Das Hausgeld ist ein wichtiger Faktor beim Verkauf einer Eigentumswohnung. Es umfasst laufende Kosten für Verwaltung, Instandhaltung, Versicherungen, Hausmeister, Reinigung, Allgemeinstrom und weitere gemeinschaftliche Ausgaben. Je nach Gebäude, Ausstattung und Rücklagenbildung kann die Höhe des Hausgeldes deutlich variieren.
Käufer möchten nachvollziehen können, wie sich das Hausgeld zusammensetzt und welche Kosten umlagefähig oder nicht umlagefähig sind. Besonders Kapitalanleger achten darauf, welche Ausgaben später auf Mieter umgelegt werden können und welche Kosten beim Eigentümer verbleiben. Für Selbstnutzer ist dagegen vor allem relevant, wie hoch die monatliche Gesamtbelastung ausfällt.

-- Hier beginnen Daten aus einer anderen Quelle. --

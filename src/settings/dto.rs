use serde::{Deserialize, Serialize};

#[derive(Debug, Clone, Default, PartialEq, Eq, Serialize, Deserialize)]
pub struct ProfileForm {
    #[serde(default)]
    pub name: String,
    #[serde(default)]
    pub email: String,
    #[serde(default)]
    pub whatsapp: String,
    #[serde(default)]
    pub welcome_message: String,
}

#[derive(Debug, Clone, Default, PartialEq, Eq, Serialize, Deserialize)]
pub struct PasswordForm {
    #[serde(default)]
    pub current_password: String,
    #[serde(default)]
    pub new_password: String,
    #[serde(default)]
    pub confirm_password: String,
}

#[derive(Debug, Clone, Copy, PartialEq, Eq, Serialize)]
#[serde(rename_all = "lowercase")]
pub enum Variant {
    Default,
    Destructive,
}

/// Toast shown after a form submit.
#[derive(Debug, Clone, PartialEq, Eq, Serialize)]
pub struct Notification {
    pub title: &'static str,
    pub description: &'static str,
    pub variant: Variant,
}

/// WhatsApp message template offered to the practitioner.
#[derive(Debug, Clone, Copy, PartialEq, Eq, Serialize)]
pub struct MessageTemplate {
    pub name: &'static str,
    pub active: bool,
}

#[derive(Debug, Clone, PartialEq, Eq, Serialize)]
pub struct SettingsView {
    pub profile: ProfileForm,
    pub password: PasswordForm,
    pub templates: Vec<MessageTemplate>,
}

/// What a submit hands back: the toast plus the form as it should now read.
#[derive(Debug, Clone, PartialEq, Eq, Serialize)]
pub struct FormOutcome<F> {
    pub notification: Notification,
    pub form: F,
}
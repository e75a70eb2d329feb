use serde::{Deserialize, Serialize};
use uuid::Uuid;

/// Query string of `GET /patients`. Empty values disable a filter.
#[derive(Debug, Clone, Default, Deserialize)]
pub struct PatientFilters {
    #[serde(default)]
    pub search: String,
    #[serde(default)]
    pub tag: String,
}

impl PatientFilters {
    pub fn is_active(&self) -> bool {
        !self.search.is_empty() || !self.tag.is_empty()
    }
}

#[derive(Debug, Clone, PartialEq, Eq, Serialize)]
pub struct PatientCard {
    pub id: Uuid,
    pub name: String,
    pub whatsapp: String,
    pub last_consultation: String,
    pub registered_at: String,
    pub tags: Vec<String>,
}

#[derive(Debug, Clone, Default, Serialize)]
pub struct PatientsView {
    /// All patients of the practitioner, before filtering.
    pub total: usize,
    pub patients: Vec<PatientCard>,
    pub all_tags: Vec<String>,
    pub search: String,
    pub tag: String,
    pub empty_message: Option<&'static str>,
}
//! Session identity and sign-out.

use std::collections::HashMap;
use std::sync::{Arc, RwLock};
use std::time::Duration;

use axum::{async_trait, extract::FromRequestParts, http::request::Parts};
use serde::Serialize;
use time::OffsetDateTime;
use tracing::{error, warn};
use uuid::Uuid;

use super::jwt::AuthUser;
use crate::{error::ApiError, schema::User, state::AppState};

/// The logged-in practitioner, as every page sees it.
#[derive(Debug, Clone, PartialEq, Eq, Serialize)]
pub struct Session {
    pub id: Uuid,
    pub email: String,
    pub name: Option<String>,
    #[serde(skip)]
    pub session_id: Uuid,
}

impl Session {
    pub fn from_user(user: User, session_id: Uuid) -> Self {
        let name = user
            .name
            .map(|n| n.trim().to_string())
            .filter(|n| !n.is_empty());
        Self {
            id: user.id,
            email: user.email,
            name,
            session_id,
        }
    }

    /// Identity as signed into the access token, for when the user row
    /// cannot be read.
    pub fn from_token(auth: AuthUser) -> Self {
        let name = auth
            .name
            .map(|n| n.trim().to_string())
            .filter(|n| !n.is_empty());
        Self {
            id: auth.user_id,
            email: auth.email,
            name,
            session_id: auth.session_id,
        }
    }

    /// First word of the display name, if the user set one.
    pub fn first_name(&self) -> Option<&str> {
        self.name.as_deref().and_then(|n| n.split_whitespace().next())
    }
}

#[async_trait]
impl FromRequestParts<AppState> for Session {
    type Rejection = ApiError;

    async fn from_request_parts(parts: &mut Parts, state: &AppState) -> Result<Self, Self::Rejection> {
        let auth = AuthUser::from_request_parts(parts, state).await?;
        match User::find_by_id(state.remote.as_ref(), auth.user_id).await {
            Ok(Some(user)) => Ok(Session::from_user(user, auth.session_id)),
            Ok(None) => {
                warn!(user_id = %auth.user_id, "token for unknown user");
                Err(ApiError::Unauthorized("User not found".into()))
            }
            Err(e) => {
                error!(error = %e, user_id = %auth.user_id, "session lookup failed; using token identity");
                Ok(Session::from_token(auth))
            }
        }
    }
}

/// Signed-out sessions, kept until their last token would have expired.
#[derive(Clone, Default)]
pub struct SessionRegistry {
    revoked: Arc<RwLock<HashMap<Uuid, OffsetDateTime>>>,
}

impl SessionRegistry {
    pub fn new() -> Self {
        Self::default()
    }

    pub fn revoke(&self, session_id: Uuid, retain_for: Duration) {
        let now = OffsetDateTime::now_utc();
        let until = now + retain_for;
        let mut revoked = self.revoked.write().unwrap_or_else(|p| p.into_inner());
        revoked.retain(|_, expires| *expires > now);
        revoked.insert(session_id, until);
    }

    pub fn is_revoked(&self, session_id: Uuid) -> bool {
        self.revoked
            .read()
            .unwrap_or_else(|p| p.into_inner())
            .contains_key(&session_id)
    }
}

Auch mögliche Hausgelderhöhungen sollten berücksichtigt werden. Wenn größere Sanierungen geplant sind oder die Instandhaltungsrücklage nicht ausreichend ist, kann dies Auswirkungen auf die zukünftigen Kosten haben. Eine klare Darstellung der laufenden Kosten hilft dabei, Unsicherheiten im Verkaufsprozess zu reduzieren.